▶ [EXERCISE DESCRIPTION]: Show all the lines in the data below that include the word "status".
□ □ □ □
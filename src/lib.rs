//! Server-side session token broker: turn NextAuth session cookies into fresh OIDC ID and
//! access tokens with cached discovery, singleflight refresh, and an in-process token cache.

#![deny(clippy::all, missing_docs, unused_crate_dependencies)]

pub mod auth;
pub mod cache;
pub mod config;
pub mod error;
pub mod flows;
pub mod http;
pub mod obs;
pub mod provider;
pub mod session;
#[cfg(all(any(test, feature = "test"), feature = "reqwest"))]
pub mod _preludet {
	//! Convenience re-exports and helpers for integration tests; enabled via `cfg(test)` or the
	//! `test` crate feature.

	pub use crate::_prelude::*;

	// self
	use crate::{
		auth::TokenSecret,
		cache::{MemoryTokenCache, TokenCache},
		config::BrokerConfig,
		flows::Broker,
		http::{ReqwestHttpClient, ReqwestTransportErrorMapper},
		provider::{DefaultProviderStrategy, ProviderStrategy},
		session::{DecodedSession, NextAuthJweDecoder},
	};

	/// Secret shared by the broker and the session cookies minted in tests.
	pub const TEST_SESSION_SECRET: &str = "test-nextauth-secret-0123456789abcdef";

	/// Broker type alias used by reqwest-backed integration tests.
	pub type ReqwestTestBroker = Broker<ReqwestHttpClient, ReqwestTransportErrorMapper>;

	/// Builds a reqwest HTTP client that accepts the self-signed certificates produced by
	/// `httpmock` during tests.
	pub fn test_reqwest_http_client() -> ReqwestHttpClient {
		let client = ReqwestClient::builder()
			.danger_accept_invalid_certs(true)
			.danger_accept_invalid_hostnames(true)
			.redirect(reqwest::redirect::Policy::none())
			.build()
			.expect("Failed to build insecure Reqwest client for tests.");

		ReqwestHttpClient::with_client(client)
	}

	/// Builds a validated configuration pointing at the provided discovery URL.
	pub fn test_config(discovery_url: &str, client_id: &str, secret: Option<&str>) -> BrokerConfig {
		let mut builder = BrokerConfig::builder()
			.discovery_url(
				Url::parse(discovery_url).expect("Test discovery URL should parse successfully."),
			)
			.client_id(client_id);

		if let Some(secret) = secret {
			builder = builder.session_secret(secret);
		}

		builder.build().expect("Test broker configuration should be valid.")
	}

	/// Constructs a [`Broker`] backed by a fresh in-memory cache, default provider strategy, and
	/// the reqwest transport used across integration tests.
	pub fn build_reqwest_test_broker(
		config: BrokerConfig,
	) -> (ReqwestTestBroker, Arc<MemoryTokenCache>) {
		let cache_backend = Arc::new(MemoryTokenCache::default());
		let cache: Arc<dyn TokenCache> = cache_backend.clone();
		let strategy: Arc<dyn ProviderStrategy> = Arc::new(DefaultProviderStrategy);
		let broker = Broker::with_http_client(
			config,
			cache,
			strategy,
			test_reqwest_http_client(),
			Arc::new(ReqwestTransportErrorMapper),
		);

		(broker, cache_backend)
	}

	/// Mints an encrypted session cookie value carrying the provided refresh token.
	pub fn seal_session(secret: &str, refresh_token: &str) -> String {
		let session = DecodedSession::with_refresh_token(TokenSecret::new(refresh_token));

		NextAuthJweDecoder::new(secret)
			.encode(&session)
			.expect("Test session should encrypt successfully.")
	}
}

mod _prelude {
	pub use std::{
		collections::{BTreeMap, HashMap},
		error::Error as StdError,
		fmt::{Debug, Display, Formatter, Result as FmtResult},
		future::Future,
		hash::Hash,
		pin::Pin,
		str::FromStr,
		sync::Arc,
	};

	pub use async_lock::Mutex as AsyncMutex;
	pub use parking_lot::{Mutex, RwLock};
	#[cfg(feature = "reqwest")]
	pub use reqwest::{Client as ReqwestClient, Error as ReqwestError};
	pub use serde::{Deserialize, Serialize};
	pub use thiserror::Error as ThisError;
	pub use time::{Duration, OffsetDateTime};
	pub use url::Url;

	pub use crate::error::{Error, Result};
}

#[cfg(feature = "reqwest")] pub use reqwest;
pub use url;
#[cfg(all(test, feature = "reqwest"))] use {color_eyre as _, httpmock as _};
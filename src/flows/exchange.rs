//! `refresh_token` grant against the discovered token endpoint.
//!
//! [`Broker::exchange_refresh_token`] always hits the network; caching and singleflight
//! live in the accessors. The grant re-sends the configured scopes so the provider keeps
//! issuing an ID token alongside the access token.

mod metrics;

pub use metrics::ExchangeMetrics;

// self
use crate::{
	_prelude::*,
	auth::{TokenSecret, TokenSet},
	error::{ExchangeError, TransientError},
	flows::Broker,
	http::{self, ResponseMetadata, TokenHttpClient, TransportErrorMapper},
	obs::{self, FlowKind, FlowOutcome, FlowSpan},
	provider::{ProviderErrorContext, ProviderErrorKind},
};

#[derive(Deserialize)]
struct TokenResponseBody {
	#[serde(default)]
	access_token: Option<String>,
	#[serde(default)]
	id_token: Option<String>,
	#[serde(default)]
	expires_in: Option<i64>,
}

#[derive(Default, Deserialize)]
struct ErrorResponseBody {
	#[serde(default)]
	error: Option<String>,
	#[serde(default)]
	error_description: Option<String>,
}

impl<C, M> Broker<C, M>
where
	C: ?Sized + TokenHttpClient,
	M: ?Sized + TransportErrorMapper<C::TransportError>,
{
	/// Exchanges `refresh_token` for a fresh access/ID token pair.
	pub async fn exchange_refresh_token(&self, refresh_token: &TokenSecret) -> Result<TokenSet> {
		const KIND: FlowKind = FlowKind::Exchange;

		let span = FlowSpan::new(KIND, "exchange_refresh_token");

		obs::record_flow_outcome(KIND, FlowOutcome::Attempt);
		self.exchange_metrics.record_attempt();

		let result = span.instrument(self.exchange_inner(refresh_token)).await;

		match &result {
			Ok(tokens) => {
				tracing::debug!(expires_in = tokens.expires_in.whole_seconds(), "token exchange succeeded");
				obs::record_flow_outcome(KIND, FlowOutcome::Success);
				self.exchange_metrics.record_success();
			},
			Err(_) => {
				obs::record_flow_outcome(KIND, FlowOutcome::Failure);
				self.exchange_metrics.record_failure();
			},
		}

		result
	}

	/// Form fields sent with the refresh grant, after strategy augmentation.
	pub(crate) fn refresh_form(&self, refresh_token: &TokenSecret) -> BTreeMap<String, String> {
		let mut form = BTreeMap::new();

		form.insert("grant_type".into(), "refresh_token".into());
		form.insert("client_id".into(), self.config.client_id.clone());
		form.insert("refresh_token".into(), refresh_token.expose().to_owned());
		form.insert("scope".into(), self.config.scopes.normalized());

		self.strategy.augment_token_request(&mut form);

		form
	}

	async fn exchange_inner(&self, refresh_token: &TokenSecret) -> Result<TokenSet> {
		let endpoint = self.resolver.token_endpoint().await?;
		let request = http::post_form(&endpoint, &self.refresh_form(refresh_token))?;
		let (response, meta) = http::execute(
			self.http_client.as_ref(),
			self.transport_mapper.as_ref(),
			FlowKind::Exchange,
			request,
		)
		.await?;
		let status = response.status().as_u16();

		if !response.status().is_success() {
			return Err(self.map_error_response(status, response.body(), meta.as_ref()));
		}

		parse_token_response(status, response.body())
	}

	fn map_error_response(
		&self,
		status: u16,
		body: &[u8],
		meta: Option<&ResponseMetadata>,
	) -> Error {
		let parsed = serde_json::from_slice::<ErrorResponseBody>(body).unwrap_or_default();
		let mut ctx = ProviderErrorContext::new().with_http_status(status);

		if let Some(error) = parsed.error {
			ctx = ctx.with_oauth_error(error);
		}
		if let Some(description) = parsed.error_description {
			ctx = ctx.with_error_description(description);
		}
		if ctx.oauth_error.is_none() && ctx.error_description.is_none() {
			ctx = ctx.with_body_preview(String::from_utf8_lossy(body));
		}

		let kind = self.strategy.classify_token_error(&ctx);

		tracing::warn!(
			status,
			oauth_error = ctx.oauth_error.as_deref().unwrap_or_default(),
			?kind,
			"token endpoint rejected the refresh grant"
		);

		let reason = ctx.reason();

		match kind {
			ProviderErrorKind::InvalidGrant => Error::InvalidGrant { reason },
			ProviderErrorKind::InvalidClient => Error::InvalidClient { reason },
			ProviderErrorKind::InsufficientScope => Error::InsufficientScope { reason },
			ProviderErrorKind::Transient => TransientError::Upstream {
				message: reason,
				status: Some(status),
				retry_after: http::meta_retry_after(meta),
			}
			.into(),
		}
	}
}

/// Validates a 2xx token endpoint body.
fn parse_token_response(status: u16, body: &[u8]) -> Result<TokenSet> {
	let mut de = serde_json::Deserializer::from_slice(body);
	let parsed = serde_path_to_error::deserialize::<_, TokenResponseBody>(&mut de)
		.map_err(|source| ExchangeError::Parse { source, status })?;
	let access_token = parsed
		.access_token
		.filter(|token| !token.is_empty())
		.ok_or(ExchangeError::MissingAccessToken)?;
	let Some(id_token) = parsed.id_token.filter(|token| !token.is_empty()) else {
		tracing::error!(
			"token endpoint returned no id_token; the refresh grant must request the openid scope"
		);

		return Err(ExchangeError::MissingIdToken.into());
	};
	let expires_in = match parsed.expires_in {
		None => TokenSet::DEFAULT_EXPIRES_IN,
		Some(secs) if secs > 0 => {
			let max = TokenSet::MAX_EXPIRES_IN.whole_seconds();

			if secs > max {
				tracing::warn!(expires_in = secs, max, "token lifetime clamped");
			}

			Duration::seconds(secs.min(max))
		},
		Some(_) => return Err(ExchangeError::NonPositiveExpiresIn.into()),
	};

	Ok(TokenSet::new(access_token, id_token, expires_in))
}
□ □ □ □
▶ [TASK RESULT]:
		let status = response.status().as_u16();
		if !response.status().is_success() {
			return Err(self.map_error_response(status, response.body(), meta.as_ref()));
		parse_token_response(status, response.body())
		status: u16,
		let mut ctx = ProviderErrorContext::new().with_http_status(status);
			status,
				status: Some(status),
fn parse_token_response(status: u16, body: &[u8]) -> Result<TokenSet> {
		.map_err(|source| ExchangeError::Parse { source, status })?;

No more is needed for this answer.